_Working data_:
______

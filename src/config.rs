//! Client configuration.
//!
//! Settings come from built-in defaults, optionally overlaid by a JSON file
//! in the platform config directory (or an explicit path), and finally by
//! command-line overrides applied in `main`.

use std::fs;
use std::path::{Path, PathBuf};

use anyhow::{Context, Result};
use directories::ProjectDirs;
use serde::{Deserialize, Serialize};

const CONFIG_FILE_NAME: &str = "config.json";
const DEFAULT_BASE_URL: &str = "http://127.0.0.1:8000/";
const DEFAULT_TIMEOUT_SECS: u64 = 30;
const DEFAULT_LOG_FILTER: &str = "mailpane=info";

/// Runtime configuration.
#[derive(Debug, Clone, PartialEq, Eq, Serialize, Deserialize)]
#[serde(default)]
pub struct Config {
    /// Root of the mail backend; `/emails` paths are joined onto it.
    pub base_url: String,
    /// Per-request timeout.
    pub request_timeout_secs: u64,
    /// `tracing` filter used when `RUST_LOG` is not set.
    pub log_filter: String,
}

impl Default for Config {
    fn default() -> Self {
        Self {
            base_url: DEFAULT_BASE_URL.to_string(),
            request_timeout_secs: DEFAULT_TIMEOUT_SECS,
            log_filter: DEFAULT_LOG_FILTER.to_string(),
        }
    }
}

impl Config {
    /// Location of the config file in the platform config directory.
    pub fn default_path() -> Option<PathBuf> {
        ProjectDirs::from("", "", "mailpane").map(|dirs| dirs.config_dir().join(CONFIG_FILE_NAME))
    }

    /// Load configuration.
    ///
    /// An explicit `path` must exist. Without one, the default location is
    /// tried and silently skipped when absent.
    pub fn load(path: Option<&Path>) -> Result<Self> {
        match path {
            Some(path) => Self::from_file(path),
            None => match Self::default_path() {
                Some(path) if path.exists() => Self::from_file(&path),
                _ => Ok(Self::default()),
            },
        }
    }

    /// Parse a config file.
    pub fn from_file(path: &Path) -> Result<Self> {
        let raw = fs::read_to_string(path)
            .with_context(|| format!("failed to read config file {}", path.display()))?;
        let config = serde_json::from_str(&raw)
            .with_context(|| format!("invalid config file {}", path.display()))?;
        tracing::debug!(path = %path.display(), "loaded config");
        Ok(config)
    }

    /// Replace the backend root.
    pub fn with_base_url(mut self, base_url: impl Into<String>) -> Self {
        self.base_url = base_url.into();
        self
    }
}

#[cfg(test)]
mod tests {
    use super::*;
    use std::io::Write;

    #[test]
    fn defaults() {
        let config = Config::default();
        assert_eq!(config.base_url, "http://127.0.0.1:8000/");
        assert_eq!(config.request_timeout_secs, 30);
        assert_eq!(config.log_filter, "mailpane=info");
    }

    #[test]
    fn partial_file_keeps_defaults() {
        let mut file = tempfile::NamedTempFile::new().unwrap();
        write!(file, r#"{{"base_url": "https://mail.example.com/app/"}}"#).unwrap();

        let config = Config::load(Some(file.path())).unwrap();

        assert_eq!(config.base_url, "https://mail.example.com/app/");
        assert_eq!(config.request_timeout_secs, 30);
    }

    #[test]
    fn explicit_missing_file_is_an_error() {
        let dir = tempfile::tempdir().unwrap();
        let missing = dir.path().join("nope.json");

        let err = Config::load(Some(&missing)).unwrap_err();
        assert!(err.to_string().contains("failed to read config file"));
    }

    #[test]
    fn invalid_json_is_an_error() {
        let mut file = tempfile::NamedTempFile::new().unwrap();
        write!(file, "base_url = 'toml?'").unwrap();

        assert!(Config::from_file(file.path()).is_err());
    }

    #[test]
    fn base_url_override() {
        let config = Config::default().with_base_url("http://10.0.0.2:9000/");
        assert_eq!(config.base_url, "http://10.0.0.2:9000/");
    }
}
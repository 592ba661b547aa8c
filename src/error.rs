//! Error types for the mail client.

use thiserror::Error;

use crate::app::Panel;

/// Errors raised while talking to the backend or handling user actions.
#[derive(Debug, Error)]
pub enum ClientError {
    /// The request never produced a response (connection refused, timeout, ...).
    #[error("request failed: {0}")]
    Transport(#[from] reqwest::Error),

    /// The backend answered with a status the client cannot use.
    #[error("{method} {url} returned status {status}")]
    Status {
        method: &'static str,
        url: String,
        status: u16,
    },

    /// The response body was not the expected JSON shape.
    #[error("malformed response: {0}")]
    Decode(#[from] serde_json::Error),

    #[error("invalid backend URL: {0}")]
    InvalidUrl(#[from] url::ParseError),

    #[error("unknown mailbox '{0}'")]
    UnknownMailbox(String),

    #[error("unknown command '{0}'")]
    UnknownCommand(String),

    /// Reply or archive requested while no email is open.
    #[error("no email is open")]
    NothingSelected,

    /// The action belongs to a panel that is not on screen.
    #[error("the {0} is not open")]
    PanelNotVisible(Panel),
}

/// Result alias used across the crate.
pub type Result<T> = std::result::Result<T, ClientError>;
//! Status banners.
//!
//! The status area sits above whichever panel is visible and collects
//! banners until it is explicitly cleared. Nothing auto-dismisses.

use std::fmt;

use crate::domain::ServerNotice;

/// Banner style.
#[derive(Debug, Clone, Copy, PartialEq, Eq)]
pub enum AlertKind {
    Success,
    Danger,
}

/// A single banner.
#[derive(Debug, Clone, PartialEq, Eq)]
pub struct Alert {
    pub kind: AlertKind,
    pub text: String,
}

impl From<&ServerNotice> for Alert {
    fn from(notice: &ServerNotice) -> Self {
        let kind = if notice.is_error() {
            AlertKind::Danger
        } else {
            AlertKind::Success
        };
        Self {
            kind,
            text: notice.text().to_string(),
        }
    }
}

impl fmt::Display for Alert {
    fn fmt(&self, f: &mut fmt::Formatter<'_>) -> fmt::Result {
        let tag = match self.kind {
            AlertKind::Success => "ok",
            AlertKind::Danger => "error",
        };
        write!(f, "[{tag}] {}", self.text)
    }
}

/// The area banners are appended to.
#[derive(Debug, Clone, Default, PartialEq, Eq)]
pub struct StatusArea {
    alerts: Vec<Alert>,
}

impl StatusArea {
    /// Create an empty status area.
    pub fn new() -> Self {
        Self::default()
    }

    /// Append a banner for a server notice.
    pub fn render_alert(&mut self, notice: &ServerNotice) {
        self.alerts.push(Alert::from(notice));
    }

    /// Remove every banner.
    pub fn clear(&mut self) {
        self.alerts.clear();
    }

    /// Banners in the order they were added.
    pub fn alerts(&self) -> &[Alert] {
        &self.alerts
    }

    pub fn is_empty(&self) -> bool {
        self.alerts.is_empty()
    }
}

impl fmt::Display for StatusArea {
    fn fmt(&self, f: &mut fmt::Formatter<'_>) -> fmt::Result {
        for alert in &self.alerts {
            writeln!(f, "{alert}")?;
        }
        Ok(())
    }
}
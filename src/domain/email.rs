//! Email payloads exchanged with the backend.

use std::fmt;
use std::str::FromStr;

use serde::{Deserialize, Serialize};

/// Backend identifier of an email.
#[derive(Debug, Clone, Copy, PartialEq, Eq, Hash, PartialOrd, Ord, Serialize, Deserialize)]
#[serde(transparent)]
pub struct EmailId(pub u64);

impl fmt::Display for EmailId {
    fn fmt(&self, f: &mut fmt::Formatter<'_>) -> fmt::Result {
        write!(f, "{}", self.0)
    }
}

impl From<u64> for EmailId {
    fn from(id: u64) -> Self {
        Self(id)
    }
}

impl FromStr for EmailId {
    type Err = std::num::ParseIntError;

    fn from_str(s: &str) -> Result<Self, Self::Err> {
        s.trim().parse().map(Self)
    }
}

/// An email as returned by `GET /emails/{mailbox}` or `GET /emails/{id}`.
///
/// List responses may omit the body, in which case it is empty.
#[derive(Debug, Clone, PartialEq, Eq, Serialize, Deserialize)]
pub struct Email {
    pub id: EmailId,
    pub sender: String,
    pub recipients: Vec<String>,
    pub subject: String,
    #[serde(default)]
    pub body: String,
    /// Already formatted by the server.
    pub timestamp: String,
    #[serde(default)]
    pub read: bool,
    #[serde(default)]
    pub archived: bool,
}

impl Email {
    /// Recipients joined for display.
    pub fn recipients_display(&self) -> String {
        self.recipients.join(", ")
    }
}

/// State change sent with `PUT /emails/{id}`.
///
/// Serializes to a single-key object such as `{"read": true}`.
#[derive(Debug, Clone, Copy, PartialEq, Eq, Serialize, Deserialize)]
#[serde(rename_all = "lowercase")]
pub enum EmailUpdate {
    Read(bool),
    Archived(bool),
}

/// Body of `POST /emails`.
#[derive(Debug, Clone, Default, PartialEq, Eq, Serialize, Deserialize)]
pub struct OutgoingEmail {
    /// Comma-separated addresses, exactly as typed.
    pub recipients: String,
    pub subject: String,
    pub body: String,
}

impl OutgoingEmail {
    /// Create a new outgoing email.
    pub fn new(
        recipients: impl Into<String>,
        subject: impl Into<String>,
        body: impl Into<String>,
    ) -> Self {
        Self {
            recipients: recipients.into(),
            subject: subject.into(),
            body: body.into(),
        }
    }
}

/// Status envelope returned by the backend: `{"message": ..}` or `{"error": ..}`.
#[derive(Debug, Clone, PartialEq, Eq, Serialize, Deserialize)]
#[serde(rename_all = "lowercase")]
pub enum ServerNotice {
    Message(String),
    Error(String),
}

impl ServerNotice {
    /// The human-readable text of the notice.
    pub fn text(&self) -> &str {
        match self {
            ServerNotice::Message(text) | ServerNotice::Error(text) => text,
        }
    }

    /// Whether the backend reported a failure.
    pub fn is_error(&self) -> bool {
        matches!(self, ServerNotice::Error(_))
    }
}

______

_Work order_:
Whenever the word "const" occurs in a line of the listing above, return that line.

_Answer box_:
const CONFIG_FILE_NAME: &str = "config.json";
const DEFAULT_BASE_URL: &str = "http://127.0.0.1:8000/";
const DEFAULT_TIMEOUT_SECS: u64 = 30;
const DEFAULT_LOG_FILTER: &str = "mailpane=info";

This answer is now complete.